Scrivere è un mestiere. Se vuoi fare della scrittura il tuo lavoro devi studiare per acquisire le competenze che costituiscono la base da cui partire per diventare, forse, uno scrittore. Se non ti applichi, non leggi, non studi, non scrivi… non hai speranza, salvo che tu non sia una penna eccezionalmente talentuosa, ma le perle rare sono, appunto, fuori dal comune.

Lo scrittore professionista deve possedere, oltre le competenze, anche passione, costanza e tenacia per ottenere un qualche risultato. Inoltre non si è mai arrivati, infatti c’è sempre da imparare. Come qualsiasi lavoro, anche quello dello scrittore esige una formazione continua fatta di testi letti, pagine scritte, orecchie capaci di ascoltare, attente a raccogliere storie, cui si sommano  la voglia, la curiosità e l’attitudine a fare ricerche, sopralluoghi, conoscenze ed esperienze strampalate.

Io scrivo spesso romanzi ispirati da storie vere che mi raccontano le persone che delle vicende di cui scrivo sono stati i protagonisti nella realtà. A parte tutte le speciali competenze che richiede ilscrivere mestiere mio lavoro di ghost writer, così come l’ho tagliato sulla mia misura, voglio accendere un faro su cosa “guadagno scrivendo”, e in questo caso non parlo di soldi.

Scrivere romanzi non fiction è un modo di viaggiare nel mondo e dentro le vite degli altri: navigo luoghi e sentimenti, scopro situazioni e trame di pensiero cui altrimenti non avrei accesso. Apro porte, esploro cuori e… sconfino, scopro parole, musiche e colori che non abitano né il mio tempo né il mio spazio.  Perlustro l’inconosciuto con la mente aperta e ogni volta il guadagno e la soddisfazione per ciò che raccolgo mi fanno diventare più ricca.

Riempio pagine con immagini straordinarie, scopro linguaggi che non mi appartengono, ma sono coerenti con il campo d’azione inedito in cui mi muovo; monto scene che poi entreranno nel romanzo, o forse no perché la scelta di ciò che deve stare nel libro, mentre altro resterà fuori, è il centro di tutto. Conservo ogni appunto che poi, domani o tra qualche anno, chissà… Mentre lavoro mi ripeto che io scrittore devo essere al servizio della storia, devo scrivere stando un passo di lato, alla giusta distanza.
Alla fine pulisco il testo pensando al lettore che ha il diritto di comprendere ciò che legge, di farlo suo e di completare la storia come preferisce, a lui piacendo.

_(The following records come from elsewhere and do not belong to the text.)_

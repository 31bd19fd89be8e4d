use alloc::vec::Vec;

/// Split `payload` into approximately equal-sized chunks.
///
/// Chunk boundaries fall on arbitrary bytes; a multi-byte sequence of the
/// source encoding may be cut in two.
///
/// # Panics
///
/// Panics if `parts` is zero.
#[must_use]
pub fn produce_chunks(payload: &[u8], parts: usize) -> Vec<&[u8]> {
    assert!(parts > 0);
    let chunk_size = payload.len().div_ceil(parts).max(1);
    payload.chunks(chunk_size).collect()
}

/// Return a sequence of prefixes converging to `payload`.
///
/// # Panics
///
/// Panics if `parts` is zero.
#[must_use]
pub fn produce_prefixes(payload: &[u8], parts: usize) -> Vec<&[u8]> {
    let chunks = produce_chunks(payload, parts);
    let mut prefixes = Vec::with_capacity(chunks.len());
    let mut end = 0;
    for chunk in chunks {
        end += chunk.len();
        prefixes.push(&payload[..end]);
    }
    prefixes
}
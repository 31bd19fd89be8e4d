use alloc::string::String;

use thiserror::Error;

/// Errors surfaced by a parse session.
///
/// The tokenizer itself never fails: structurally odd CSV is resolved into
/// data. Everything here is either a rejected configuration, an input that
/// cannot be decoded with the declared source encoding, or a failure of one of
/// the collaborators (serializer, reader) around the tokenizer.
#[derive(Error, Debug)]
#[non_exhaustive]
pub enum ParserError {
    /// The options passed at construction are not a usable dialect.
    #[error("invalid parser options: {0}")]
    InvalidOptions(&'static str),

    /// The source encoding label is not known to `encoding_rs`.
    #[error("unknown source encoding '{0}'")]
    UnknownEncoding(String),

    /// The input contains a byte sequence that is invalid in the declared
    /// source encoding. Ends the session.
    #[error("malformed {encoding} input at byte offset {offset}")]
    Transcode {
        /// Canonical name of the source encoding.
        encoding: &'static str,
        /// Offset of the first byte of the malformed sequence, counted from
        /// the start of the raw input stream.
        offset: u64,
    },

    /// A record could not be serialized to JSON.
    #[error("failed to serialize record: {0}")]
    Format(#[from] serde_json::Error),

    /// Reading from the underlying transport failed.
    #[cfg(feature = "std")]
    #[error("i/o error: {0}")]
    Io(#[from] std::io::Error),
}

impl ParserError {
    /// Returns `true` for errors that end a session that was already running,
    /// as opposed to errors rejected at construction.
    #[must_use]
    pub fn is_fatal(&self) -> bool {
        !matches!(self, Self::InvalidOptions(_) | Self::UnknownEncoding(_))
    }
}
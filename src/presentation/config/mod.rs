mod settings;

pub use settings::{
    AuthSettings, DatabaseSettings, LoggingSettings, MediaSettings, SchedulerSettings,
    ServerSettings, Settings, SettingsError, WebhookSettings,
};
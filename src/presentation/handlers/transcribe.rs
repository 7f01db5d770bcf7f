use axum::extract::State;
use axum::http::StatusCode;
use axum::response::{IntoResponse, Response};
use axum::Json;
use serde::{Deserialize, Serialize};

use crate::application::services::{SubmitError, SubmitOutcome};
use crate::domain::Segment;
use crate::presentation::state::AppState;

#[derive(Deserialize)]
pub struct TranscribeRequest {
    pub url: String,
}

#[derive(Serialize)]
pub struct TranscribeResponse {
    #[serde(skip_serializing_if = "Option::is_none")]
    pub job_id: Option<String>,
    #[serde(skip_serializing_if = "Option::is_none")]
    pub transcript: Option<String>,
    #[serde(skip_serializing_if = "Option::is_none")]
    pub segments: Option<Vec<Segment>>,
}

#[derive(Serialize)]
pub struct ErrorResponse {
    pub error: String,
}

pub async fn transcribe_handler(
    State(state): State<AppState>,
    Json(request): Json<TranscribeRequest>,
) -> Response {
    tracing::info!(url = %request.url, "Transcribe request");

    match state.transcription_service.submit(&request.url).await {
        Ok(SubmitOutcome::Sync {
            transcript,
            segments,
        }) => (
            StatusCode::OK,
            Json(TranscribeResponse {
                job_id: None,
                transcript: Some(transcript),
                segments: Some(segments),
            }),
        )
            .into_response(),
        Ok(SubmitOutcome::Queued { job_id }) => (
            StatusCode::OK,
            Json(TranscribeResponse {
                job_id: Some(job_id.to_string()),
                transcript: None,
                segments: None,
            }),
        )
            .into_response(),
        Err(e) => submit_error_response(e),
    }
}

/// Pre-pipeline failures (validation, probe) are the caller's problem;
/// sync pipeline failures and infrastructure errors are ours.
fn submit_error_response(e: SubmitError) -> Response {
    let (status, error) = match &e {
        SubmitError::InvalidArgument(_) => (StatusCode::BAD_REQUEST, e.to_string()),
        SubmitError::Probe(err) => (
            StatusCode::BAD_REQUEST,
            format!("InvalidArgument: {}", err),
        ),
        SubmitError::Pipeline(err) => {
            tracing::error!(error = %err, "Synchronous transcription failed");
            (StatusCode::INTERNAL_SERVER_ERROR, err.to_string())
        }
        SubmitError::Internal(_) => {
            tracing::error!(error = %e, "Submission failed");
            (StatusCode::INTERNAL_SERVER_ERROR, e.to_string())
        }
    };
    (status, Json(ErrorResponse { error })).into_response()
}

Il mio intento è sempre lo stesso: scrivere in modo da indurre il lettore a “vedere la storia, mentre gira le pagine, una dopo l’altra”, curioso di restare lì, conquistato, almeno lo spero, dai personaggi, dalla trama, dall’ambientazione e dall’atmosfera che ho imbastito, e coinvolto al punto che quando chiuderà il libro continuerà ad avere in testa quello che ha letto ancora per un po’ perché la storia continuerà a parlargli e non si farà dimenticare.

Scrivendo stendo il filo tra chi ha vissuto la storia e chi la leggerà. Il narratore, la sua storia, avranno lasciato un’impronta che verrà rimarcata ogni volta che qualcuno si soffermerà a leggere le pagine di quel libro.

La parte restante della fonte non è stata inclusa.